In the 2018 Government Office for Science report, 'Computational Modelling: Technological Futures', Greg Clarke, the Secretary of State for Business Energy and Industrial Strategy, wrote "Computational modelling is essential to our future productivity and competitiveness, for businesses of all sizes and across all sectors of the economy". With its focus on computational models, the mathematics that underpin them, and their integration with complex data, the MathSys II CDT will generate diverse impacts beyond academia. This includes impacts on skills, on the economy, on policy and on society.

Impacts on skills.
MathSys II will produce a minimum of 50 PhD graduates to support the growing national demand for advanced mathematical modelling and data analysis skills. The CDT will provide each of them with broad core skills in the MSc, a deep knowledge of their chosen research specialisation in the PhD and a complementary qualification in transferable skills integrated throughout. Graduates will thus acquire the profiles needed to form the next generation of leaders in business, government and academia. They will be supported by an integrated pastoral support framework, including a diverse group of accessible leadership role models. The cohort based environment of the CDT provides a multiplier effect by encouraging cohorts to forge long-lasting professional networks whose value and influence will long outlast the CDT itself. MathSys II will seek to maximise the influence of these networks by providing topical training in Responsible Research and Innovation, by maintaining a robust Equality, Diversity & Inclusion policy, and by integration with Warwick's global network of international partnerships.

Economic impacts.
The research outputs from many MathSys II PhD projects will be of direct economic value to commercial, public sector and charitable external partners.
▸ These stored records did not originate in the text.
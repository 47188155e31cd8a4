//! Read path: read, readahead and unget.

use crate::error::{StreamError, StreamResult};
use crate::stream::{Stream, BUFFER_START};
use crate::window::Window;
use std::io::IoSliceMut;
use tracing::trace;

impl Stream {
    /// Reads up to `dest.len()` bytes.
    ///
    /// Buffered bytes are delivered first. The rest comes from one vectored
    /// read per backend call: the first segment is the caller's memory and
    /// the second is the stream buffer, so whatever the backend returns past
    /// the request stays buffered for the next call.
    ///
    /// Returns the number of bytes delivered. A count below `dest.len()`
    /// means end of input or a failure after some bytes had been delivered
    /// (see [`Stream::last_error`]). `Ok(0)` for a non-empty `dest` means
    /// end of input.
    ///
    /// # Errors
    ///
    /// Returns an error if flushing pending writes fails, or if the backend
    /// fails before any byte was delivered.
    pub fn read(&mut self, dest: &mut [u8]) -> StreamResult<usize> {
        self.ensure_open()?;
        self.flush()?;
        self.last_error = None;
        if dest.is_empty() {
            return Ok(0);
        }
        if self.window.is_writing() {
            self.window = Window::Idle;
        }

        let mut done = 0;
        if let Window::Reading { pos, end } = &mut self.window {
            let n = (*end - *pos).min(dest.len());
            dest[..n].copy_from_slice(&self.buf[*pos..*pos + n]);
            *pos += n;
            done = n;
        }

        // Keep one byte of the request out of the direct segment. When a
        // single read straddles both segments the overflow byte is moved
        // into that slot, which guarantees the buffer gets filled.
        let slack = usize::from(self.is_buffered());
        let buffer_end = self.buffer_end();

        while done < dest.len() {
            let direct = dest.len() - done - slack;
            let result = {
                let backend = self.backend.as_deref_mut().ok_or(StreamError::Closed)?;
                let (into_dest, _) = dest[done..].split_at_mut(direct);
                let into_buf = &mut self.buf[BUFFER_START..buffer_end];
                backend.readv(&mut [IoSliceMut::new(into_dest), IoSliceMut::new(into_buf)])
            };

            let n = match result {
                Ok(0) => {
                    self.window = Window::Idle;
                    break;
                }
                Ok(n) => n,
                Err(err) => {
                    self.window = Window::Idle;
                    let err = self.record(err);
                    if done > 0 {
                        break;
                    }
                    return Err(err);
                }
            };
            trace!(requested = dest.len() - done, received = n, "backend readv");

            if n > direct {
                let excess = n - direct;
                dest[dest.len() - 1] = self.buf[BUFFER_START];
                self.window = Window::Reading {
                    pos: BUFFER_START + 1,
                    end: BUFFER_START + excess,
                };
                done = dest.len();
            } else {
                done += n;
            }
        }

        Ok(done)
    }

    /// Prefetches input so that at least `count` bytes are buffered, as far
    /// as the buffer and the backend allow.
    ///
    /// Issues at most one backend read into the free space after the read
    /// window; buffered bytes are never moved. This is only a hint: the data
    /// still has to be consumed with [`Stream::read`], and running into end
    /// of input is not an error.
    ///
    /// # Errors
    ///
    /// Returns an error if flushing pending writes or the backend read fails.
    pub fn readahead(&mut self, count: usize) -> StreamResult<()> {
        self.ensure_open()?;
        self.flush()?;
        if !self.is_buffered() {
            return Ok(());
        }

        let (pos, end) = match self.window {
            Window::Reading { pos, end } if pos < end => (pos, end),
            _ => (BUFFER_START, BUFFER_START),
        };
        let buffer_end = self.buffer_end();
        if end - pos >= count || end >= buffer_end {
            return Ok(());
        }

        let result = {
            let backend = self.backend.as_deref_mut().ok_or(StreamError::Closed)?;
            backend.readv(&mut [IoSliceMut::new(&mut self.buf[end..buffer_end])])
        };
        match result {
            Ok(n) => {
                trace!(requested = count, received = n, "backend readahead");
                self.window = Window::Reading { pos, end: end + n };
                Ok(())
            }
            Err(err) => Err(self.record(err)),
        }
    }

    /// Pushes `byte` back so the next read returns it first.
    ///
    /// Up to [`crate::UNGET_SIZE`] bytes can always be pushed back in front
    /// of a fresh buffer; more fit when part of the read window has already
    /// been consumed.
    ///
    /// # Errors
    ///
    /// Returns [`StreamError::UngetFull`] when there is no room left in
    /// front of the read window, or an error if flushing pending writes
    /// fails.
    pub fn unget(&mut self, byte: u8) -> StreamResult<()> {
        self.ensure_open()?;
        self.flush()?;

        let (pos, end) = match self.window {
            Window::Reading { pos, end } => (pos, end),
            _ => (BUFFER_START, BUFFER_START),
        };
        if pos == 0 {
            return Err(StreamError::UngetFull);
        }

        self.buf[pos - 1] = byte;
        self.window = Window::Reading { pos: pos - 1, end };
        Ok(())
    }
}

#[cfg(test)]
mod tests {
    use super::*;
    use crate::config::{StreamConfig, UNGET_SIZE};
    use bufstream_backend::MemoryBackend;
    use bufstream_testkit::{FaultyBackend, FaultHandle, Step};
    use std::io;

    fn reader(data: &[u8], buffer_size: usize) -> (Stream, FaultHandle) {
        let (backend, faults) = FaultyBackend::new(MemoryBackend::with_data(data.to_vec()));
        let stream = Stream::from_backend(
            Box::new(backend),
            StreamConfig::new().buffer_size(buffer_size),
        )
        .unwrap();
        (stream, faults)
    }

    #[test]
    fn empty_read_skips_backend() {
        let (mut stream, faults) = reader(b"data", 16);
        assert_eq!(stream.read(&mut []).unwrap(), 0);
        assert_eq!(faults.calls().total(), 0);
    }

    #[test]
    fn small_read_fills_buffer() {
        let (mut stream, faults) = reader(b"hello world", 64);

        let mut buf = [0u8; 5];
        assert_eq!(stream.read(&mut buf).unwrap(), 5);
        assert_eq!(&buf, b"hello");
        assert_eq!(stream.buffered_read_len(), 6);

        let mut rest = [0u8; 6];
        assert_eq!(stream.read(&mut rest).unwrap(), 6);
        assert_eq!(&rest, b" world");
        assert_eq!(faults.calls().readv, 1);
    }

    #[test]
    fn one_byte_read_goes_through_buffer() {
        let (mut stream, _) = reader(b"xyz", 8);

        let mut byte = [0u8; 1];
        assert_eq!(stream.read(&mut byte).unwrap(), 1);
        assert_eq!(byte[0], b'x');
        assert_eq!(stream.buffered_read_len(), 2);
    }

    #[test]
    fn large_read_bypasses_buffer() {
        let data: Vec<u8> = (0..200u8).collect();
        let (mut stream, faults) = reader(&data, 16);

        let mut buf = vec![0u8; 150];
        assert_eq!(stream.read(&mut buf).unwrap(), 150);
        assert_eq!(buf, &data[..150]);
        // The request and the buffer were filled by a single call.
        assert_eq!(faults.calls().readv, 1);
        // One buffered byte went into the last slot of the request.
        assert_eq!(stream.buffered_read_len(), 15);
    }

    #[test]
    fn read_to_end_returns_partial_count() {
        let (mut stream, _) = reader(b"short", 4);

        let mut buf = [0u8; 32];
        assert_eq!(stream.read(&mut buf).unwrap(), 5);
        assert_eq!(&buf[..5], b"short");
        assert!(stream.last_error().is_none());

        assert_eq!(stream.read(&mut buf).unwrap(), 0);
    }

    #[test]
    fn short_backend_reads_are_retried() {
        let (mut stream, faults) = reader(b"abcdefghij", 4);
        faults.cap_reads(1);

        let mut buf = [0u8; 10];
        assert_eq!(stream.read(&mut buf).unwrap(), 10);
        assert_eq!(&buf, b"abcdefghij");
    }

    #[test]
    fn unbuffered_reads_directly() {
        let (mut stream, faults) = reader(b"abcdef", 0);

        let mut buf = [0u8; 3];
        assert_eq!(stream.read(&mut buf).unwrap(), 3);
        assert_eq!(&buf, b"abc");
        assert_eq!(stream.buffered_read_len(), 0);

        assert_eq!(stream.read(&mut buf).unwrap(), 3);
        assert_eq!(&buf, b"def");
        assert_eq!(faults.calls().readv, 2);
    }

    #[test]
    fn failure_before_any_byte_is_an_error() {
        let (mut stream, faults) = reader(b"abc", 8);
        faults.push_read(Step::Fail(io::ErrorKind::BrokenPipe));

        let mut buf = [0u8; 3];
        assert!(matches!(stream.read(&mut buf), Err(StreamError::Io(_))));
        assert_eq!(stream.last_error().unwrap().kind, io::ErrorKind::BrokenPipe);
    }

    #[test]
    fn failure_after_some_bytes_is_partial_success() {
        let (mut stream, faults) = reader(b"abcdef", 0);
        faults
            .push_read(Step::Limit(2))
            .push_read(Step::Fail(io::ErrorKind::TimedOut));

        let mut buf = [0u8; 6];
        assert_eq!(stream.read(&mut buf).unwrap(), 2);
        assert_eq!(&buf[..2], b"ab");
        assert_eq!(stream.last_error().unwrap().kind, io::ErrorKind::TimedOut);

        // The next call starts with a clean error slot.
        assert_eq!(stream.read(&mut buf).unwrap(), 4);
        assert!(stream.last_error().is_none());
    }

    #[test]
    fn read_flushes_pending_writes() {
        let backend = MemoryBackend::new();
        let mut stream = Stream::memory(backend.reopen(), StreamConfig::default()).unwrap();
        stream.write(b"abc").unwrap();

        let mut buf = [0u8; 4];
        assert_eq!(stream.read(&mut buf).unwrap(), 0);
        assert_eq!(backend.data(), b"abc");
        assert_eq!(stream.pending_write_len(), 0);
    }

    #[test]
    fn readahead_extends_window() {
        let (mut stream, faults) = reader(b"0123456789", 8);
        faults.push_read(Step::Limit(3));

        let mut byte = [0u8; 1];
        stream.read(&mut byte).unwrap();
        assert_eq!(stream.buffered_read_len(), 2);

        stream.readahead(5).unwrap();
        assert_eq!(stream.buffered_read_len(), 7);

        let mut buf = [0u8; 7];
        assert_eq!(stream.read(&mut buf).unwrap(), 7);
        assert_eq!(&buf, b"1234567");
        assert_eq!(faults.calls().readv, 2);
    }

    #[test]
    fn readahead_is_noop_when_covered_or_unbuffered() {
        let (mut stream, faults) = reader(b"0123456789", 8);
        stream.readahead(4).unwrap();
        assert_eq!(stream.buffered_read_len(), 8);
        stream.readahead(4).unwrap();
        assert_eq!(faults.calls().readv, 1);

        let (mut unbuffered, faults) = reader(b"0123456789", 0);
        unbuffered.readahead(4).unwrap();
        assert_eq!(faults.calls().total(), 0);
    }

    #[test]
    fn readahead_refills_consumed_window() {
        let (mut stream, faults) = reader(b"0123456789abcdef", 8);
        let mut buf = [0u8; 8];
        stream.read(&mut buf[..1]).unwrap();
        stream.read(&mut buf[..7]).unwrap();
        assert_eq!(stream.buffered_read_len(), 0);

        stream.readahead(4).unwrap();
        assert_eq!(stream.buffered_read_len(), 8);
        assert_eq!(stream.read(&mut buf).unwrap(), 8);
        assert_eq!(&buf, b"89abcdef");
        assert_eq!(faults.calls().readv, 2);
    }

    #[test]
    fn readahead_at_end_of_input_is_ok() {
        let (mut stream, _) = reader(b"", 8);
        stream.readahead(4).unwrap();
        assert_eq!(stream.buffered_read_len(), 0);
    }

    #[test]
    fn unget_returns_bytes_in_lifo_order() {
        let (mut stream, _) = reader(b"cd", 8);
        stream.unget(b'b').unwrap();
        stream.unget(b'a').unwrap();

        let mut buf = [0u8; 4];
        assert_eq!(stream.read(&mut buf).unwrap(), 4);
        assert_eq!(&buf, b"abcd");
    }

    #[test]
    fn unget_prefix_is_bounded() {
        let (mut stream, _) = reader(b"", 0);
        for byte in 0..UNGET_SIZE {
            stream.unget(byte as u8).unwrap();
        }
        assert!(matches!(stream.unget(0xff), Err(StreamError::UngetFull)));

        let mut buf = [0u8; UNGET_SIZE];
        assert_eq!(stream.read(&mut buf).unwrap(), UNGET_SIZE);
        assert_eq!(buf, [7, 6, 5, 4, 3, 2, 1, 0]);
    }

    #[test]
    fn unget_reuses_consumed_window_space() {
        let (mut stream, _) = reader(b"hello", 16);
        let mut buf = [0u8; 3];
        stream.read(&mut buf).unwrap();

        stream.unget(b'L').unwrap();
        let mut rest = [0u8; 3];
        assert_eq!(stream.read(&mut rest).unwrap(), 3);
        assert_eq!(&rest, b"Llo");
    }
}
Engagement with CDT partners will facilitate these impacts. This includes co-supervision of PhD and MSc projects, co-creation of Research Study Groups, and a strong commitment to provide placements/internships for CDT students. When commercial innovations or IP are generated, we will work with Warwick Ventures, the commercial arm of the University of Warwick, to commercialise/license IP where appropriate. Economic impact may also come from the creation of new companies by CDT graduates. MathSys II will present entrepreneurship as a viable career option to students. One external partner, Spectra Analytics, was founded by graduates of the preceding Complexity Science CDT, thus providing accessible role models. We will also provide in-house entrepreneurship training via Warwick Ventures and host events by external start-up accelerator Entrepreneur First.

Impacts on policy.
The CDT will influence policy at the national and international level by working with external partners operating in policy. UK examples include Department of Health, Public Health England and DEFRA. International examples include World Health Organisation (WHO) and the European Commission for the Control of Foot-and-mouth Disease (EuFMD). MathSys students will also utilise the recently announced UKRI policy internships scheme.

Impacts on society.
Public engagement will allow CDT students to promote the value of their research to society at large. Aside from social media, suitable local events include DataBeers, Cafe Scientifique, and the Big Bang Fair. MathSys will also promote a socially-oriented ethos of technology for the common good. Concretely, this includes the creation of open-source software, integration of software and data carpentry into our computational and data driven research training and championing open-access to research. We will also contribute to the 'innovation culture and science' strand of Coventry's 2021 City of Culture programme.